= Dionysios Kokkinos =

Greek historian and writer

Dionysios Kokkinos (Greek: Διονύσιος Κόκκινος; 1884–1967) was a Greek historian, journalist, academic and writer.

== Early life and education ==
Kokkinos was born in Pyrgos in Elis, Greece. His father, Antonios Kokkinos, was a hagiographer, born in Amorgos, 1864. His mother, Angeliki Yiannopoulou, was born in Agoulinitsa (today Epitalio) to a family who fought in the Greek War of Independence in 1821. Although Kokkinos briefly studied medicine at the University of Athens, he ended up abandoning this path in favor of history, journalism, and literature. During his college career he published the socialist newspaper Mellon (or "Future"). When Greece entered the Balkan wars, he joined as a soldier, and a year later published 4 volumes on his impressions of it.

== Career ==
During his career, Kokkinos worked for the newspapers Akropolis, Kathimerini, Patrida, Proteifousa, Hellenic, Proia, and Ethnos, fulfilling at times the roles of chronicler, correspondent, and philological collaborator. He often published works under various pseudonyms, including "Maccabeus" and "Ariel". From October 1935 to February 1954, he directed the National Library of Greece. In 1948, the Academy of Athens awarded him the "National Excellence of Letters and Arts" and, in 1950, he was elected a member of the Class of Letters. In addition, he was a member of the board of directors of the National Theater, as well as the Actors' Labor Fund.

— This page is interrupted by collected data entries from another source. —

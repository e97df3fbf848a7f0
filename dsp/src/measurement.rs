//! Accumulation of many acquisitions into one averaged reading.
use super::{find_zero_crossing, NoZeroCrossing, PhaseSpacing, QuadratureAccumulator};
use serde::Serialize;

/// A source of round-robin captures.
pub trait Acquire {
    type Error: core::fmt::Debug;

    /// Fill the capture and return it.
    ///
    /// The capture is valid until the next call.
    fn acquire(&mut self) -> Result<&[u16], Self::Error>;
}

#[derive(Debug, Copy, Clone, PartialEq, Eq, thiserror::Error)]
pub enum MeasurementError<E> {
    #[error("Sampler failed repeatedly: {0:?}")]
    Sampler(E),
    #[error("No reference zero crossing in {skipped} acquisitions")]
    NoSignal { skipped: u32 },
}

/// Parameters of one averaged reading.
#[derive(Copy, Clone, Debug, PartialEq, Eq, Serialize)]
pub struct Measurement {
    /// Number of acquisitions averaged into a reading.
    pub iterations: u32,
    /// Demodulation phase spacing.
    pub spacing: PhaseSpacing,
    /// Acquisitions without a reference zero crossing tolerated per reading.
    pub max_skipped: u32,
    /// Consecutive sampler failures tolerated before giving up.
    pub sampler_retries: u32,
}

impl Measurement {
    /// Acquire and accumulate until `iterations` captures with a phase origin have been
    /// averaged.
    ///
    /// # Note
    /// Captures without a zero crossing are skipped and do not count toward `iterations`.
    ///
    /// # Args
    /// * `sampler` - The capture source.
    /// * `progress` - Called with the number of accumulated captures after each one.
    ///
    /// # Returns
    /// The four averaged phase samples.
    pub fn run<A: Acquire>(
        &self,
        sampler: &mut A,
        mut progress: impl FnMut(u32),
    ) -> Result<[i32; 4], MeasurementError<A::Error>> {
        let mut accumulator = QuadratureAccumulator::default();
        let mut skipped = 0;
        let mut failures = 0;

        while accumulator.count() < self.iterations {
            let samples = match sampler.acquire() {
                Ok(samples) => {
                    failures = 0;
                    samples
                }
                Err(err) => {
                    failures += 1;
                    if failures > self.sampler_retries {
                        return Err(MeasurementError::Sampler(err));
                    }
                    log::warn!("Acquisition failed: {err:?}");
                    continue;
                }
            };

            match find_zero_crossing(samples) {
                Ok(origin) => {
                    accumulator.accumulate(samples, origin, &self.spacing);
                    progress(accumulator.count());
                }
                Err(NoZeroCrossing) => {
                    skipped += 1;
                    if skipped > self.max_skipped {
                        return Err(MeasurementError::NoSignal { skipped });
                    }
                    log::warn!("Skipping acquisition without zero crossing");
                }
            }
        }

        Ok(accumulator.finalize())
    }
}
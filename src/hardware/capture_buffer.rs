//! Capture storage for the round-robin sampler
use core::sync::atomic::{AtomicBool, Ordering};

use lockin_dsp::{AllocError, CaptureBuffer};

use crate::design_parameters::CAPTURE_CAPACITY;

// The capture is written by DMA1 which cannot reach DTCM. Note that the contents of AXI SRAM is
// uninitialized, so the buffer contents on startup are undefined.
#[link_section = ".axisram.buffers"]
static mut CAPTURE_STORAGE: [u16; CAPTURE_CAPACITY] = [0; CAPTURE_CAPACITY];

static TAKEN: AtomicBool = AtomicBool::new(false);

/// Allocate the capture buffer.
///
/// # Note
/// The storage can only be handed out once.
///
/// # Args
/// * `len` - The number of slots in a capture, even and at most [CAPTURE_CAPACITY].
pub fn allocate(len: usize) -> Result<CaptureBuffer<'static>, AllocError> {
    if TAKEN.swap(true, Ordering::AcqRel) {
        return Err(AllocError::Taken);
    }

    // Note(unsafe): The storage is only ever borrowed here, exactly once.
    let storage =
        unsafe { &mut *core::ptr::addr_of_mut!(CAPTURE_STORAGE) };
    storage.fill(0);

    CaptureBuffer::new(storage, len).inspect_err(|_| {
        TAKEN.store(false, Ordering::Release);
    })
}
#![cfg_attr(not(test), no_std)]

pub mod config;
pub mod design_parameters;
pub mod round_robin;

#[cfg(target_os = "none")]
pub mod hardware;
/// Wrapper type for a "best effort" serial interface.
///
/// # Note
/// Output is discarded while the interface is not ready to accept it, e.g. while no terminal is
/// attached. Input is passed through unchanged.
pub struct BestEffortInterface<T>(T);

impl<T> BestEffortInterface<T>
where
    T: embedded_io::Write
        + embedded_io::WriteReady
        + embedded_io::Read
        + embedded_io::ReadReady,
{
    pub fn new(interface: T) -> Self {
        Self(interface)
    }

    pub fn inner(&self) -> &T {
        &self.0
    }

    pub fn inner_mut(&mut self) -> &mut T {
        &mut self.0
    }
}

impl<T> embedded_io::ErrorType for BestEffortInterface<T>
where
    T: embedded_io::ErrorType,
{
    type Error = <T as embedded_io::ErrorType>::Error;
}

impl<T> embedded_io::Write for BestEffortInterface<T>
where
    T: embedded_io::Write + embedded_io::WriteReady,
{
    fn write(&mut self, buf: &[u8]) -> Result<usize, Self::Error> {
        if let Ok(true) = self.0.write_ready() {
            if let Ok(written) = self.0.write(buf) {
                if written > 0 {
                    return Ok(written);
                }
            }
        }
        Ok(buf.len())
    }

    fn flush(&mut self) -> Result<(), Self::Error> {
        if let Ok(true) = self.0.write_ready() {
            self.0.flush().ok();
        }
        Ok(())
    }
}

impl<T> embedded_io::Read for BestEffortInterface<T>
where
    T: embedded_io::Read,
{
    fn read(&mut self, buf: &mut [u8]) -> Result<usize, Self::Error> {
        self.0.read(buf)
    }
}

impl<T> embedded_io::ReadReady for BestEffortInterface<T>
where
    T: embedded_io::ReadReady,
{
    fn read_ready(&mut self) -> Result<bool, Self::Error> {
        self.0.read_ready()
    }
}
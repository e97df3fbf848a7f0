use core::fmt::Write;

/// Number of cells in the bar.
const WIDTH: usize = 40;

/// A textual progress bar redrawn in place on a terminal line.
pub struct ProgressBar {
    total: u32,
    percent: Option<u32>,
}

impl ProgressBar {
    pub fn new(total: u32) -> Self {
        Self {
            total,
            percent: None,
        }
    }

    /// Redraw the bar for `done` completed steps.
    ///
    /// # Note
    /// Nothing is written unless the percentage changed since the last redraw.
    pub fn update(&mut self, out: &mut impl Write, done: u32) -> core::fmt::Result {
        let percent = if self.total == 0 {
            100
        } else {
            (done.min(self.total) as u64 * 100 / self.total as u64) as u32
        };
        if self.percent == Some(percent) {
            return Ok(());
        }
        self.percent = Some(percent);

        let filled = percent as usize * WIDTH / 100;
        out.write_str("\r[")?;
        for cell in 0..WIDTH {
            out.write_char(if cell < filled { '#' } else { '-' })?;
        }
        write!(out, "] {percent:3}%")
    }
}
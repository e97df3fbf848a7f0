use std::{env, fs, path::PathBuf};

fn main() {
    built::write_built_file()
        .expect("Failed to acquire build-time information");

    // Put the linker script somewhere the linker can find it.
    let out = PathBuf::from(env::var_os("OUT_DIR").unwrap());
    fs::copy("memory.x", out.join("memory.x")).unwrap();
    println!("cargo:rustc-link-search={}", out.display());
    println!("cargo:rerun-if-changed=memory.x");
}
//! Module for all hardware-specific setup of the impedance meter
pub use stm32h7xx_hal as hal;

pub mod capture_buffer;
pub mod console;
mod delay;
pub mod metadata;
pub mod sampler;
pub mod setup;
pub mod signal_generator;
pub mod timers;

pub use console::UsbConsole;
pub use sampler::{Sampler, SamplerError};
pub use signal_generator::SignalGenerator;

pub type UsbBus = hal::usb_hs::UsbBus<hal::usb_hs::USB2>;

// Type alias for the excitation output, TIM4 channel 1.
pub type ExcitationPin = hal::gpio::gpiod::PD12<hal::gpio::Alternate<2>>;

// Type alias for the reference input, ADC1_INP2.
pub type ReferencePin = hal::gpio::gpiof::PF11<hal::gpio::Analog>;

// Type alias for the DUT response input, ADC1_INP6.
pub type InputPin = hal::gpio::gpiof::PF12<hal::gpio::Analog>;

// Millisecond ticks, so that fugit millisecond durations apply directly.
rtic_monotonics::systick_monotonic!(Systick, 1_000);

#[inline(never)]
#[panic_handler]
fn panic(info: &core::panic::PanicInfo) -> ! {
    use core::{
        fmt::Write,
        sync::atomic::{AtomicBool, Ordering},
    };
    use cortex_m::asm;
    use rtt_target::{ChannelMode, UpChannel};

    cortex_m::interrupt::disable();

    // Recursion protection
    static PANICKED: AtomicBool = AtomicBool::new(false);
    while PANICKED.load(Ordering::Relaxed) {
        asm::bkpt();
    }
    PANICKED.store(true, Ordering::Relaxed);

    // Analogous to panic-rtt-target
    if let Some(mut channel) = unsafe { UpChannel::conjure(0) } {
        channel.set_mode(ChannelMode::BlockIfFull);
        writeln!(channel, "{info}").ok();
    }

    // Persist the message for the next boot
    panic_persist::report_panic_info(info);

    // Abort
    asm::udf();
}

#[cortex_m_rt::exception]
unsafe fn HardFault(ef: &cortex_m_rt::ExceptionFrame) -> ! {
    panic!("HardFault at {:#?}", ef);
}

#[cortex_m_rt::exception]
unsafe fn DefaultHandler(irqn: i16) {
    panic!("Unhandled exception (IRQn = {})", irqn);
}
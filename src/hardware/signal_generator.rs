//! Square wave excitation on TIM4 channel 1
//!
//! The excitation drives the bridge and doubles as the phase reference of the measurement. It
//! runs free from setup onwards and is never reconfigured.
use lockin_dsp::TimerParameters;

use super::{timers::ExcitationTimer, ExcitationPin};

pub struct SignalGenerator {
    _timer: ExcitationTimer,
    _pin: ExcitationPin,
}

impl SignalGenerator {
    /// Program the timer and start the excitation.
    ///
    /// # Args
    /// * `timer` - The excitation timer.
    /// * `pin` - The excitation output, routed to the timer channel.
    /// * `parameters` - The validated divider, wrap and compare level.
    pub fn configure_and_start(
        mut timer: ExcitationTimer,
        pin: ExcitationPin,
        parameters: &TimerParameters,
    ) -> Self {
        // Validated against the 16 bit limits.
        timer.set_prescaler(parameters.divider);
        timer.set_period_ticks(parameters.wrap as u16);
        timer.set_pwm_level(parameters.level as u16);
        timer.start();

        log::info!(
            "Excitation: divider {}, period {} ticks, level {}",
            parameters.divider,
            timer.get_period() as u32 + 1,
            parameters.level
        );

        Self {
            _timer: timer,
            _pin: pin,
        }
    }
}
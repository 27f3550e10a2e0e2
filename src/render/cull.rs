use macroquad::prelude::*;
use std::ops::Range;

use crate::viewport::Viewport;

const CULL_MARGIN_TILES: i64 = 1;

/// Columns and rows of a `width x height` grid that intersect `view`,
/// padded by one tile on every side.
pub fn tile_range_for_rect(
    view: Rect,
    tile_extent: Vec2,
    width: usize,
    height: usize,
) -> (Range<usize>, Range<usize>) {
    if tile_extent.x <= 0.0 || tile_extent.y <= 0.0 {
        return (0..0, 0..0);
    }

    let mut x_min = (view.x / tile_extent.x).floor() as i64;
    let mut y_min = (view.y / tile_extent.y).floor() as i64;
    let mut x_max = ((view.x + view.w) / tile_extent.x).floor() as i64;
    let mut y_max = ((view.y + view.h) / tile_extent.y).floor() as i64;

    if x_min > x_max {
        std::mem::swap(&mut x_min, &mut x_max);
    }
    if y_min > y_max {
        std::mem::swap(&mut y_min, &mut y_max);
    }

    x_min -= CULL_MARGIN_TILES;
    y_min -= CULL_MARGIN_TILES;
    x_max += CULL_MARGIN_TILES;
    y_max += CULL_MARGIN_TILES;

    (
        clip(x_min, x_max, width),
        clip(y_min, y_max, height),
    )
}

/// Tiles the viewport's camera can currently see.
pub fn visible_tile_range(
    viewport: &Viewport,
    width: usize,
    height: usize,
) -> (Range<usize>, Range<usize>) {
    tile_range_for_rect(viewport.visible_rect(), viewport.tile_extent(), width, height)
}

fn clip(min: i64, max_inclusive: i64, len: usize) -> Range<usize> {
    let len = len as i64;
    let start = min.clamp(0, len);
    let end = (max_inclusive + 1).clamp(start, len);
    start as usize..end as usize
}

#[cfg(test)]
mod tests {
    use super::*;

    #[test]
    fn range_is_padded_and_clipped_to_grid() {
        let (xs, ys) = tile_range_for_rect(Rect::new(32.0, 32.0, 32.0, 16.0), vec2(16.0, 16.0), 10, 10);
        assert_eq!(xs, 1..6);
        assert_eq!(ys, 1..5);

        let (xs, ys) = tile_range_for_rect(Rect::new(-500.0, -500.0, 2000.0, 2000.0), vec2(16.0, 16.0), 4, 3);
        assert_eq!(xs, 0..4);
        assert_eq!(ys, 0..3);
    }

    #[test]
    fn rect_outside_grid_is_empty() {
        let (xs, ys) = tile_range_for_rect(Rect::new(1000.0, 0.0, 10.0, 10.0), vec2(16.0, 16.0), 4, 4);
        assert!(xs.is_empty());
        assert_eq!(ys, 0..2);

        let (xs, _) = tile_range_for_rect(Rect::new(-200.0, 0.0, 10.0, 10.0), vec2(16.0, 16.0), 4, 4);
        assert!(xs.is_empty());
    }

    #[test]
    fn visible_range_follows_viewport() {
        let mut vp = Viewport::default();
        vp.reset(vec2(16.0, 16.0));
        vp.center_on(50, 50, vec2(800.0, 800.0));
        let (xs, ys) = visible_tile_range(&vp, 100, 100);
        // 6 tiles above and below the anchor, 8 left and right on a 4:3 display
        assert_eq!(ys, 43..58);
        assert_eq!(xs, 41..60);
    }
}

Kokkinos authored short stories and novels as well as history, vignettes, and theater and art criticism. He first appeared in fiction with The Last, a short story published in the magazine Numas, in 1906.  His other works are: The Lady with the White Horse (1922), The Secret Nest (1924), Illigos (1932), Alexis the coachman (1934), A rifle in the blue water (1935), and Hunted by the world (1937). Kokkinos's literature mainly focuses on the life of the Athenian bourgeoisie. In addition, Kokkinos wrote a series of theatrical dialogues which were published in a volume in 1924 under the title Theater of Life. He also penned original works for the theatre. His one-act play The Lost One was performed in 1939 by Marika Kotopouli.

In 1960 he completed his definitive work, The Greek Revolution, in 6 volumes, but the fifth and final edition would not be published until after his death.